Yes we want the dog as a family pet not a show dog.and

We want a male NOT a female.
Male is a good choice. If you want a pet then my suggestion would be a dog that maybe is not suitable for showing [bad colour, conformation etc] or not good for working.

Admin has just said that he doesnt want a chocolate lab or a chunky one, so that narrows our search.
I quite like chocolate ones, but they are reputed to be more hyperactive! Chunky is down to what you feed it, but the working strains are more slender.
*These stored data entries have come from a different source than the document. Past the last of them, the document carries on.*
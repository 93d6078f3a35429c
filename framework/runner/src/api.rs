use paging_bench_summary_model::QueryParams;
use serde::{Deserialize, Serialize};
use std::fmt::{Display, Formatter};
use std::time::Duration;

/// The two read endpoints of the service under test.
#[derive(Debug, Clone, Copy, PartialEq, Eq)]
pub enum Endpoint {
    Products,
    Counts,
}

impl Display for Endpoint {
    fn fmt(&self, f: &mut Formatter<'_>) -> std::fmt::Result {
        match self {
            Endpoint::Products => f.write_str("GET /products"),
            Endpoint::Counts => f.write_str("GET /products/counts"),
        }
    }
}

#[derive(Debug, thiserror::Error)]
pub enum ApiError {
    #[error("{endpoint} responded with HTTP {status}: {body}")]
    Status {
        endpoint: Endpoint,
        status: u16,
        body: String,
    },
    #[error("{endpoint} request failed: {message}")]
    Transport { endpoint: Endpoint, message: String },
    #[error("{endpoint} returned a body that is not valid JSON: {message}")]
    Decode { endpoint: Endpoint, message: String },
}

/// The last sort key value of a page, as returned by the service.
///
/// Depending on the sort column this is a number, a decimal rendered as text or a timestamp. The
/// walker never looks inside it, it only hands it back on the next request.
#[derive(Debug, Clone, PartialEq, Serialize, Deserialize)]
#[serde(untagged)]
pub enum SortValue {
    Integer(i64),
    Float(f64),
    Text(String),
}

impl SortValue {
    pub fn to_query_value(&self) -> String {
        match self {
            SortValue::Integer(value) => value.to_string(),
            SortValue::Float(value) => value.to_string(),
            SortValue::Text(value) => value.clone(),
        }
    }
}

/// Sentinel for "no row seen yet".
pub const NO_LAST_ID: i64 = -1;

/// The keyset state carried from one response into the next request.
#[derive(Debug, Clone, PartialEq)]
pub struct Cursor {
    pub last_id: i64,
    pub sort_by_column: String,
    pub sort_order: String,
    pub sort_last_value: Option<SortValue>,
    /// The service's remaining-count signal from the last response
    pub remaining: i64,
}

impl Cursor {
    /// The state before the first request, seeded from the scenario's sort.
    pub fn initial(query: &QueryParams) -> Self {
        Self {
            last_id: NO_LAST_ID,
            sort_by_column: query.sort_by_column.clone(),
            sort_order: query.sort_order.to_string(),
            sort_last_value: None,
            remaining: 0,
        }
    }

    /// Take over whatever the service sent back.
    ///
    /// The service may normalize or default the sort, so the values it returns replace the ones
    /// that were requested. Fields missing from the response become empty.
    pub fn absorb(&mut self, response: &PageResponse) {
        self.last_id = response.last_id.unwrap_or(NO_LAST_ID);
        self.sort_by_column = response.sort_by_column.clone().unwrap_or_default();
        self.sort_order = response.sort_order.clone().unwrap_or_default();
        self.sort_last_value = response.sort_last_value.clone();
        self.remaining = response.remaining();
    }
}

/// Which page to ask for, in the vocabulary of the scenario's pagination mode.
#[derive(Debug, Clone, Copy)]
pub enum PagePosition<'a> {
    Offset { page_number: u64, cursor: &'a Cursor },
    Cursor(&'a Cursor),
}

/// Query string for a page request: the scenario's filters, the page size and exactly one
/// pagination mode's parameters.
///
/// The sort is always taken from the cursor so that the service's normalized sort is echoed back.
/// Empty sort fields are left out so the service applies its defaults.
pub fn page_query_pairs(
    query: &QueryParams,
    position: &PagePosition<'_>,
) -> Vec<(&'static str, String)> {
    let cursor = match position {
        PagePosition::Offset { cursor, .. } => *cursor,
        PagePosition::Cursor(cursor) => *cursor,
    };

    let mut pairs = query
        .filter_pairs()
        .into_iter()
        .filter(|(key, _)| *key != "sort_by_column" && *key != "sort_order")
        .collect::<Vec<_>>();
    if !cursor.sort_by_column.is_empty() {
        pairs.push(("sort_by_column", cursor.sort_by_column.clone()));
    }
    if !cursor.sort_order.is_empty() {
        pairs.push(("sort_order", cursor.sort_order.clone()));
    }
    pairs.push(("page_size", query.page_size.to_string()));

    match position {
        PagePosition::Offset { page_number, .. } => {
            pairs.push(("page_number", page_number.to_string()));
        }
        PagePosition::Cursor(cursor) => {
            pairs.push(("last_id", cursor.last_id.to_string()));
            if let Some(value) = &cursor.sort_last_value {
                pairs.push(("sort_last_value", value.to_query_value()));
            }
        }
    }

    pairs
}

#[derive(Debug, Clone, Default, Deserialize)]
pub struct ProductRef {
    #[serde(default)]
    pub id: i64,
}

/// Body of a successful `GET /products`. Every field is optional so that a partial body can still
/// drive the walk.
#[derive(Debug, Clone, Default, Deserialize)]
pub struct PageResponse {
    #[serde(default)]
    pub products: Option<Vec<ProductRef>>,
    #[serde(default)]
    pub last_id: Option<i64>,
    #[serde(default)]
    pub sort_by_column: Option<String>,
    #[serde(default)]
    pub sort_order: Option<String>,
    #[serde(default)]
    pub sort_last_value: Option<SortValue>,
    #[serde(default)]
    pub count: Option<i64>,
    /// Time from sending the request until the whole body had arrived, before decoding. Set by
    /// transports that measure it.
    #[serde(skip)]
    pub received_in: Option<Duration>,
}

impl PageResponse {
    pub fn product_ids(&self) -> Vec<i64> {
        self.products
            .iter()
            .flatten()
            .map(|product| product.id)
            .collect()
    }

    /// The remaining-count signal. A missing count reads as exhausted.
    pub fn remaining(&self) -> i64 {
        self.count.unwrap_or(0)
    }
}

/// Body of a successful `GET /products/counts`.
#[derive(Debug, Clone, Default, Deserialize)]
pub struct CountResponse {
    #[serde(default)]
    pub count: Option<i64>,
}

/// The service under test, as seen by the walker.
///
/// Each call blocks until the response arrives. Non-2xx responses come back as [ApiError]; a
/// request cut short by the shutdown signal comes back as
/// [paging_bench_core::prelude::ShutdownSignalError].
pub trait ProductsApi {
    fn count(&self, query: &QueryParams) -> anyhow::Result<CountResponse>;

    fn page(&self, query: &QueryParams, position: &PagePosition<'_>)
        -> anyhow::Result<PageResponse>;
}

impl<A: ProductsApi + ?Sized> ProductsApi for &A {
    fn count(&self, query: &QueryParams) -> anyhow::Result<CountResponse> {
        (**self).count(query)
    }

    fn page(
        &self,
        query: &QueryParams,
        position: &PagePosition<'_>,
    ) -> anyhow::Result<PageResponse> {
        (**self).page(query, position)
    }
}

#[cfg(test)]
mod tests {
    use super::*;
    use paging_bench_summary_model::SortOrder;
    use pretty_assertions::assert_eq;

    #[test]
    fn decodes_full_response() {
        let response: PageResponse = serde_json::from_str(
            r#"{
                "products": [{"id": 7, "title": "a"}, {"id": 9, "title": "b"}],
                "last_id": 9,
                "sort_by_column": "price",
                "sort_order": "asc",
                "sort_last_value": "19.990000",
                "count": 2
            }"#,
        )
        .unwrap();

        assert_eq!(response.product_ids(), vec![7, 9]);
        assert_eq!(
            response.sort_last_value,
            Some(SortValue::Text("19.990000".to_string()))
        );
        assert_eq!(response.remaining(), 2);
    }

    #[test]
    fn missing_fields_are_tolerated() {
        let response: PageResponse =
            serde_json::from_str(r#"{"products": null, "sort_last_value": 42}"#).unwrap();
        assert!(response.product_ids().is_empty());
        assert_eq!(response.remaining(), 0);
        assert_eq!(response.sort_last_value, Some(SortValue::Integer(42)));

        let mut cursor = Cursor::initial(&QueryParams::sorted_by("price", SortOrder::Desc, 20));
        cursor.absorb(&response);
        assert_eq!(cursor.last_id, NO_LAST_ID);
        assert_eq!(cursor.sort_by_column, "");
        assert_eq!(cursor.sort_order, "");
    }

    #[test]
    fn cursor_pairs_echo_returned_sort() {
        let query = QueryParams::sorted_by("price", SortOrder::Asc, 20).with_category("Books");
        let mut cursor = Cursor::initial(&query);
        cursor.absorb(&PageResponse {
            last_id: Some(55),
            sort_by_column: Some("price".to_string()),
            sort_order: Some("desc".to_string()),
            sort_last_value: Some(SortValue::Float(12.5)),
            count: Some(20),
            ..Default::default()
        });

        assert_eq!(
            page_query_pairs(&query, &PagePosition::Cursor(&cursor)),
            vec![
                ("category", "Books".to_string()),
                ("sort_by_column", "price".to_string()),
                ("sort_order", "desc".to_string()),
                ("page_size", "20".to_string()),
                ("last_id", "55".to_string()),
                ("sort_last_value", "12.5".to_string()),
            ]
        );
    }

    #[test]
    fn first_cursor_request_has_no_sort_value() {
        let query = QueryParams::sorted_by("updated_at", SortOrder::Desc, 20);
        let cursor = Cursor::initial(&query);
        let pairs = page_query_pairs(&query, &PagePosition::Cursor(&cursor));
        assert!(pairs.contains(&("last_id", "-1".to_string())));
        assert!(!pairs.iter().any(|(key, _)| *key == "sort_last_value"));
        assert!(!pairs.iter().any(|(key, _)| *key == "page_number"));
    }

    #[test]
    fn offset_pairs_carry_page_number_only() {
        let query = QueryParams::sorted_by("price", SortOrder::Asc, 50);
        let cursor = Cursor::initial(&query);
        let pairs = page_query_pairs(
            &query,
            &PagePosition::Offset {
                page_number: 11,
                cursor: &cursor,
            },
        );
        assert!(pairs.contains(&("page_number", "11".to_string())));
        assert!(pairs.contains(&("page_size", "50".to_string())));
        assert!(!pairs.iter().any(|(key, _)| *key == "last_id"));
    }
}
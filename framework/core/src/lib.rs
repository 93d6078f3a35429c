mod bail;
mod shutdown;

pub mod prelude {
    pub use crate::bail::ScenarioBailError;
    pub use crate::shutdown::{DelegatedShutdownListener, ShutdownHandle, ShutdownSignalError};
}
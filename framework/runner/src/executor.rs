use std::future::Future;

use paging_bench_core::prelude::{ShutdownHandle, ShutdownSignalError};

/// Drives the async HTTP client from the synchronous walker.
#[derive(Debug)]
pub struct Executor {
    runtime: tokio::runtime::Runtime,
    shutdown_handle: ShutdownHandle,
}

impl Executor {
    pub fn new(runtime: tokio::runtime::Runtime, shutdown_handle: ShutdownHandle) -> Self {
        Self {
            runtime,
            shutdown_handle,
        }
    }

    /// Run async code in place, blocking until it completes.
    ///
    /// The future is cancelled if the shutdown signal is raised while it is running, in which case
    /// a [ShutdownSignalError] is returned. Only one future runs at a time per caller, so requests
    /// issued through this never overlap.
    pub fn execute_in_place<T>(
        &self,
        fut: impl Future<Output = anyhow::Result<T>>,
    ) -> anyhow::Result<T> {
        let mut shutdown_listener = self.shutdown_handle.new_listener();
        self.runtime.block_on(async move {
            tokio::select! {
                result = fut => result,
                _ = shutdown_listener.wait_for_shutdown() => {
                    Err(anyhow::anyhow!(ShutdownSignalError::default()))
                },
            }
        })
    }
}
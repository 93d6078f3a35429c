//! Summarise and compare the latency series recorded by the pagination benchmark across dataset
//! sizes.

mod aggregate;
mod cli;
mod compare;
pub mod model;
mod report;
mod runs;
mod snapshots;

pub use aggregate::{parse_scenario_label, summarize_series, summarize_snapshots, AggregateError};
pub use cli::SummariserCli;
pub use compare::{
    axis_scale, build_comparisons, compare_group, comparison_groups, downsample,
    positive_samples, progress_axis, slug, smooth, smoothing_alpha, GroupMember, LOG_SCALE_RATIO,
    MAX_POINTS, PALETTE,
};
pub use report::{
    comparison_path, render_table, write_comparison, write_summary_report, SUMMARY_REPORT_FILE,
};
pub use runs::{incomplete_scenarios, latest_runs, load_runs};
pub use snapshots::Snapshots;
How much should i be looking at for the pup?Ive seen ones in the paper for
 
Our Lab/Collie X was a rescue dog from a local dog's home, runt of the litter, vets bills have been very low, temperament has been excellent, to the stage of one of my daughters when tiny, pushed her finger into Lady's eye almost to the end it seemed & she grunted, whimpered and ran off!

We may have been lucky, I have posted a pic of her on here a little while back & Admin, you have met her!

Apache may disagree, but, I believe that it is possible for "mongrels" to be more hardy & have a better temperament than true pure pedigree hounds!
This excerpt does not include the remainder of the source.